Fans of Young Adult (YA) Literature love their vampires and werewolves
and everything fantastical in between. True, most of the novels have love stories as the larger plot, but it is the adrenaline stuff that keeps the readers hooked. Gayle Forman must have decided that these readers need something with more depth, which is why she wrote If I Stay, a story of a girl in a "battle between fate and self-will" (Thuy On). And like most YA novels, the acceptance of this one, too, will depend on the fate of the movie.
Because, let's face it, the subject matter is a little too heavy to handle. It requires some thinking - unlike other novels in the genre. Which is why the makers of the movie, If I Stay, roped in Chloe Grace Moretz to play the lead, hoping to cash in on her popularity amongst young cine buffs. Not that the book is not already successful. A movie always helps, though.

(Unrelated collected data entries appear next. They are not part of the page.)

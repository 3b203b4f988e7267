//! Feed loading and normalization
//!
//! Raw KRCG card objects in, normalized card database out.

pub mod card;
pub mod database;
pub mod feed;
pub mod raw;
pub mod sets;
pub mod tokens;

pub use card::{CardNormalizer, NormalizeReport};
pub use database::{partition, CardDatabase, Partition};
pub use feed::{load_feed, SourceLocation};
pub use raw::{RawCard, RawFeed};
pub use sets::{canonicalize, collect_unique_sets, SetCanonicalizer, UNKNOWN_SET_CODE};
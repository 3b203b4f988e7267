//! XML Schema validation
//!
//! Covers the part of XSD that card database schemas use: global and
//! local element declarations, named and inline complex types, `ref=`,
//! `sequence`/`choice`/`all` with occurrence bounds, `any`, attribute
//! declarations and text-only content. Built-in simple types are checked
//! for integers and booleans; every other simple type accepts any text.
//!
//! Content models are matched greedily, without backtracking. That is
//! exact for deterministic content models, which XSD's Unique Particle
//! Attribution rule requires of every valid schema; a non-deterministic
//! model may be reported as a mismatch. This is not a general-purpose
//! validator.

use super::xml_tree::XmlNode;
use crate::{ExportError, Result};
use rustc_hash::FxHashMap;
use std::fmt;

/// One place where a document departs from its schema
#[derive(Debug, Clone, PartialEq, Eq)]
pub struct SchemaViolation {
    /// Element path, e.g. `/wmrh_carddatabase/cards/card[2]/group`
    pub path: String,
    pub message: String,
}

impl fmt::Display for SchemaViolation {
    fn fmt(&self, f: &mut fmt::Formatter<'_>) -> fmt::Result {
        write!(f, "{}: {}", self.path, self.message)
    }
}

#[derive(Debug, Clone, Copy, PartialEq, Eq)]
enum SimpleKind {
    Text,
    Integer,
    NonNegativeInteger,
    Boolean,
}

impl SimpleKind {
    fn builtin(name: &str) -> Self {
        match name {
            "integer" | "int" | "long" | "short" | "byte" => SimpleKind::Integer,
            "nonNegativeInteger" | "positiveInteger" | "unsignedInt" | "unsignedLong"
            | "unsignedShort" | "unsignedByte" => SimpleKind::NonNegativeInteger,
            "boolean" => SimpleKind::Boolean,
            _ => SimpleKind::Text,
        }
    }

    fn accepts(self, text: &str) -> bool {
        let text = text.trim();
        match self {
            SimpleKind::Text => true,
            SimpleKind::Integer => text.parse::<i64>().is_ok(),
            SimpleKind::NonNegativeInteger => text.parse::<u64>().is_ok(),
            SimpleKind::Boolean => matches!(text, "true" | "false" | "1" | "0"),
        }
    }
}

#[derive(Debug, Clone)]
enum ElementContent {
    /// No type given: anything goes
    Any,
    /// `type="..."`, resolved at validation time
    Named(String),
    Simple(SimpleKind),
    Complex(Box<ComplexType>),
}

#[derive(Debug, Clone)]
struct ElementDecl {
    name: String,
    reference: Option<String>,
    min: u32,
    /// `None` is unbounded
    max: Option<u32>,
    content: ElementContent,
}

#[derive(Debug, Clone)]
struct AttributeDecl {
    name: String,
    required: bool,
}

#[derive(Debug, Clone, Default)]
struct ComplexType {
    particle: Option<Particle>,
    attributes: Vec<AttributeDecl>,
    any_attribute: bool,
    mixed: bool,
    /// Set for `simpleContent`: text of this kind, no child elements
    text_only: Option<SimpleKind>,
}

#[derive(Debug, Clone, Copy, PartialEq, Eq)]
enum GroupKind {
    Sequence,
    Choice,
    All,
}

#[derive(Debug, Clone)]
enum Particle {
    Element(ElementDecl),
    Group {
        kind: GroupKind,
        items: Vec<Particle>,
        min: u32,
        max: Option<u32>,
    },
    Any {
        min: u32,
        max: Option<u32>,
    },
}

impl Particle {
    fn bounds(&self) -> (u32, Option<u32>) {
        match self {
            Particle::Element(decl) => (decl.min, decl.max),
            Particle::Group { min, max, .. } | Particle::Any { min, max } => (*min, *max),
        }
    }

    fn describe(&self) -> String {
        match self {
            Particle::Element(decl) => decl.reference.as_deref().unwrap_or(&decl.name).to_string(),
            Particle::Any { .. } => "any".to_string(),
            Particle::Group { kind, items, .. } => {
                let sep = match kind {
                    GroupKind::Sequence => ", ",
                    GroupKind::Choice => " | ",
                    GroupKind::All => " & ",
                };
                let inner: Vec<String> = items.iter().map(Particle::describe).collect();
                format!("({})", inner.join(sep))
            }
        }
    }
}

/// Parsed schema document
#[derive(Debug, Clone, Default)]
pub struct XsdSchema {
    elements: FxHashMap<String, ElementDecl>,
    complex_types: FxHashMap<String, ComplexType>,
    simple_types: FxHashMap<String, SimpleKind>,
}

fn local(name: &str) -> &str {
    name.rsplit(':').next().unwrap_or(name)
}

fn invalid(message: impl Into<String>) -> ExportError {
    ExportError::SchemaInvalid(message.into())
}

fn occurs(node: &XmlNode) -> Result<(u32, Option<u32>)> {
    let min = match node.attr("minOccurs") {
        Some(v) => v
            .parse()
            .map_err(|_| invalid(format!("bad minOccurs '{v}'")))?,
        None => 1,
    };
    let max = match node.attr("maxOccurs") {
        Some("unbounded") => None,
        Some(v) => Some(
            v.parse()
                .map_err(|_| invalid(format!("bad maxOccurs '{v}'")))?,
        ),
        None => Some(1),
    };
    Ok((min, max))
}
//! Feed and schema retrieval
//!
//! Both the card feed and the XML schema are single read-only documents,
//! fetched over HTTP or read from a local file and fully buffered.

use crate::loader::raw::RawFeed;
use crate::{ExportError, Result};
use std::fmt;
use std::path::PathBuf;
use tracing::info;

/// Default card feed
pub const KRCG_URL: &str = "https://static.krcg.org/data/vtes.json";

/// Default schema for the markup export
pub const SCHEMA_URL: &str =
    "https://raw.githubusercontent.com/Stolas/SchreckNet-WMRH-CardDB/master/cards.xsd";

/// Where a document lives
#[derive(Debug, Clone, PartialEq, Eq)]
pub enum SourceLocation {
    Url(String),
    File(PathBuf),
}

impl SourceLocation {
    /// `http://` and `https://` locations are URLs, anything else a path
    pub fn parse(location: &str) -> Self {
        if location.starts_with("http://") || location.starts_with("https://") {
            SourceLocation::Url(location.to_string())
        } else {
            SourceLocation::File(PathBuf::from(location))
        }
    }

    /// Fetch the whole document
    pub async fn fetch(&self) -> Result<Vec<u8>> {
        match self {
            SourceLocation::Url(url) => {
                let resp = reqwest::get(url).await?.error_for_status()?;
                Ok(resp.bytes().await?.to_vec())
            }
            SourceLocation::File(path) => Ok(tokio::fs::read(path).await?),
        }
    }
}

impl fmt::Display for SourceLocation {
    fn fmt(&self, f: &mut fmt::Formatter<'_>) -> fmt::Result {
        match self {
            SourceLocation::Url(url) => f.write_str(url),
            SourceLocation::File(path) => write!(f, "{}", path.display()),
        }
    }
}

impl std::str::FromStr for SourceLocation {
    type Err = String;

    fn from_str(s: &str) -> std::result::Result<Self, Self::Err> {
        if s.is_empty() {
            return Err("location must not be empty".to_string());
        }
        Ok(SourceLocation::parse(s))
    }
}

/// Fetch and parse the card feed
///
/// Any failure here is fatal for the run and surfaces as
/// [`ExportError::SourceUnavailable`].
pub async fn load_feed(source: &SourceLocation) -> Result<RawFeed> {
    info!(%source, "fetching card feed");
    let bytes = source
        .fetch()
        .await
        .map_err(|e| ExportError::SourceUnavailable(format!("{source}: {e}")))?;

    let feed = RawFeed::parse(&bytes)?;
    info!(records = feed.len(), "card feed loaded");
    Ok(feed)
}

/// Fetch the schema document
///
/// Failures surface as [`ExportError::SchemaUnavailable`] so callers can
/// skip validation instead of aborting.
pub async fn fetch_schema(location: &SourceLocation) -> Result<Vec<u8>> {
    location
        .fetch()
        .await
        .map_err(|e| ExportError::SchemaUnavailable(format!("{location}: {e}")))
}

#[cfg(test)]
mod tests {
    use super::*;

    #[test]
    fn test_parse_location() {
        assert_eq!(
            SourceLocation::parse(KRCG_URL),
            SourceLocation::Url(KRCG_URL.to_string())
        );
        assert_eq!(
            SourceLocation::parse("data/vtes.json"),
            SourceLocation::File(PathBuf::from("data/vtes.json"))
        );
        assert_eq!(SourceLocation::parse("data/vtes.json").to_string(), "data/vtes.json");
    }

    #[tokio::test]
    async fn test_missing_feed_is_source_unavailable() {
        let source = SourceLocation::File(PathBuf::from("does/not/exist/vtes.json"));
        let err = load_feed(&source).await.unwrap_err();
        assert!(matches!(err, ExportError::SourceUnavailable(_)));
    }

    #[tokio::test]
    async fn test_missing_schema_is_schema_unavailable() {
        let location = SourceLocation::File(PathBuf::from("does/not/exist/cards.xsd"));
        let err = fetch_schema(&location).await.unwrap_err();
        assert!(matches!(err, ExportError::SchemaUnavailable(_)));
    }
}
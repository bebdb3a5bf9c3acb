//! Blob uploader tests against a mock store.

use bytes::Bytes;
use wiremock::matchers::{header, method, path};
use wiremock::{Mock, MockServer, ResponseTemplate};

use vcensor_models::UploadCredential;
use vcensor_storage::{BlobUploader, StorageError};

#[tokio::test]
async fn uploads_bytes_with_declared_content_type() {
    let server = MockServer::start().await;

    Mock::given(method("PUT"))
        .and(path("/store/clip_17.mp4"))
        .and(header("content-type", "video/mp4"))
        .respond_with(ResponseTemplate::new(200))
        .expect(1)
        .mount(&server)
        .await;

    let credential = UploadCredential::new(format!("{}/store/clip_17.mp4?sig=abc", server.uri()));
    BlobUploader::new()
        .upload(&credential, Bytes::from_static(b"frames"), "video/mp4")
        .await
        .expect("upload");
}

#[tokio::test]
async fn rejected_transfer_reports_status() {
    let server = MockServer::start().await;

    Mock::given(method("PUT"))
        .respond_with(ResponseTemplate::new(403).set_body_string("signature expired"))
        .mount(&server)
        .await;

    let credential = UploadCredential::new(format!("{}/store/clip.mp4", server.uri()));
    let err = BlobUploader::new()
        .upload(&credential, Bytes::from_static(b"frames"), "video/mp4")
        .await
        .expect_err("rejection");

    match err {
        StorageError::Rejected { status, message } => {
            assert_eq!(status.as_u16(), 403);
            assert_eq!(message, "signature expired");
        }
        other => panic!("unexpected error: {other}"),
    }
}

#[tokio::test]
async fn unreachable_store_is_a_transport_failure() {
    let credential = UploadCredential::new("http://127.0.0.1:9/store/clip.mp4");

    let err = BlobUploader::new()
        .upload(&credential, Bytes::from_static(b"frames"), "video/mp4")
        .await
        .expect_err("transport failure");

    assert!(err.is_unreachable());
}
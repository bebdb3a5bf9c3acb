//! Presigned blob upload.

use bytes::Bytes;
use reqwest::header::CONTENT_TYPE;
use reqwest::Client;
use tracing::{debug, info};

use vcensor_models::UploadCredential;

use crate::error::{StorageError, StorageResult};

/// Uploader performing single-shot writes against presigned URLs.
#[derive(Clone, Default)]
pub struct BlobUploader {
    http: Client,
}

impl BlobUploader {
    pub fn new() -> Self {
        Self::default()
    }

    /// Transfer a payload with the given credential.
    ///
    /// One direct `PUT` of the raw bytes with a `Content-Type` header; no
    /// retry, no chunking. The credential is consumed by the store and must
    /// not be reused.
    pub async fn upload(
        &self,
        credential: &UploadCredential,
        data: Bytes,
        content_type: &str,
    ) -> StorageResult<()> {
        debug!(bytes = data.len(), content_type, "Uploading to blob store");

        let response = self
            .http
            .put(&credential.url)
            .header(CONTENT_TYPE, content_type)
            .body(data)
            .send()
            .await
            .map_err(StorageError::Unreachable)?;

        let status = response.status();
        if !status.is_success() {
            let body = response.text().await.unwrap_or_default();
            let message = if body.trim().is_empty() {
                status
                    .canonical_reason()
                    .unwrap_or("transfer failed")
                    .to_string()
            } else {
                body.trim().to_string()
            };
            return Err(StorageError::Rejected { status, message });
        }

        info!("Blob upload complete");
        Ok(())
    }
}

Mia Hall (Chloe Grace Moretz) is a conventional young girl in many ways. Her life revolves around her parents Kat and Denny (Mireille Enos and Joshua Leonard), her younger brother Teddy (Jakob Davies), her best friend Kim Schein (Liana Liberato), and, most importantly, her music. Mia is an accomplished cello player, even though she is still in High School.
Needless to say, her affinity for classical music makes her a bit of a freak in school. She is not enamoured of rock and roll or other popular music, and often feels out of place in social gatherings with people her age. She used to have a boyfriend, Adam Wilde (Jamie Blackley), but they separated. In fact, the very reason that brought them together - he was fascinated with her talent - rips them apart when she applies to the Juilliard School of Performing Arts. Adam, who is slightly older than Mia, is the lead guitarist and vocalist of a band named Shooting Star, and his hectic schedule anyway does not give the couple much time together.
When school is cancelled one day, Mia and her family decide to drive out to her grandparents' farm. Unfortunately, their car crashes into a truck on the highway. When the paramedics arrive and Mia tries to speak with them, she realises that they cannot hear her. She is aware of what is happening to her, but her physical body is unresponsive to external stimuli. After a surgery, she is still unconscious, but her spirit is very much around. Her grandfather then tells her things about her family that she did not know, and also tells her that she must decide whether to give in to death, or to come back to a life that will be forever changed.
Gayle Forman writes well, so when you read the book, you may become engrossed in this dilemma that Mia finds herself in. When the same words are made visually visible to you on a big screen, it is a different story. The movie remains faithful to the book, and that is not always the best way to approach the retelling of a story. Mia's story is all about self-realisation, nostalgia, acceptance and other such concepts, and to have the actor express the deep emotion throughout is not easy. The use of flashback as a device helps to separate the monotonous hospital scenes from the happier family life ones, and is useful to show contrast, but again, Mia is the same quiet girl in both scenarios, so there is not much to compare and contrast with.
Basically, the drama is missing. Yes, it is all emotional and makes you want to reflect on the choices you have made as a youngster, but that may not be what young audiences, used to fast-paced action and violence, are looking for. You may find yourself shifting restlessly in your seat, because the cloying nostalgic scenes may become too much. There is enough repetition of the same, and it makes the screenplay both dull and predictable. In short, the entire script is rather flat, and you will not find yourself rooting for any of the characters.
The only spark here is Chloe Grace Moretz, but even she cannot breathe life into an otherwise depressing film. She sticks to a few basic expressions throughout, almost as if her heart is not in it, much like the character, actually. Her talent, however, is obvious, even in this limited scheme of things.
Jamie Blackley is a good-looking young boy, and this alone may contribute to a teenage fan following, but he has his limitations as a young actor, especially in this movie. Stacy Keach is wasted, with a few monologues here and there. The other actors are decent, but nothing to write home about.
The production design is, on an average, effective, but since there are limited spaces that the movie is shot in, that is not saying much. More attention is paid to the not-so-obvious visual effects, and they may distract you from the yawn-fest unfolding on the screen. The costume design is normal, and is not likely to spin new trends. The camera work is patchy in parts, as is the editing.
The best thing about If I Stay is the music. The way the music is arranged in the film may seem a little clichéd, but the range is exciting. With a score going from classical to rock, this is one of the few movies that pays more attention to the background score than it does to a structure in the screenplay. Keep an ear out for some great cello pieces.
The book is better than the movie, as it almost always is. However, the movie is a replica of the book visually, almost, and does not have the same effect. Not all written words are suitable for visual representation, you realize, but you also wish the makers were a little more adventurous with their film.
Avoid this one, unless you are in the mood for some cello.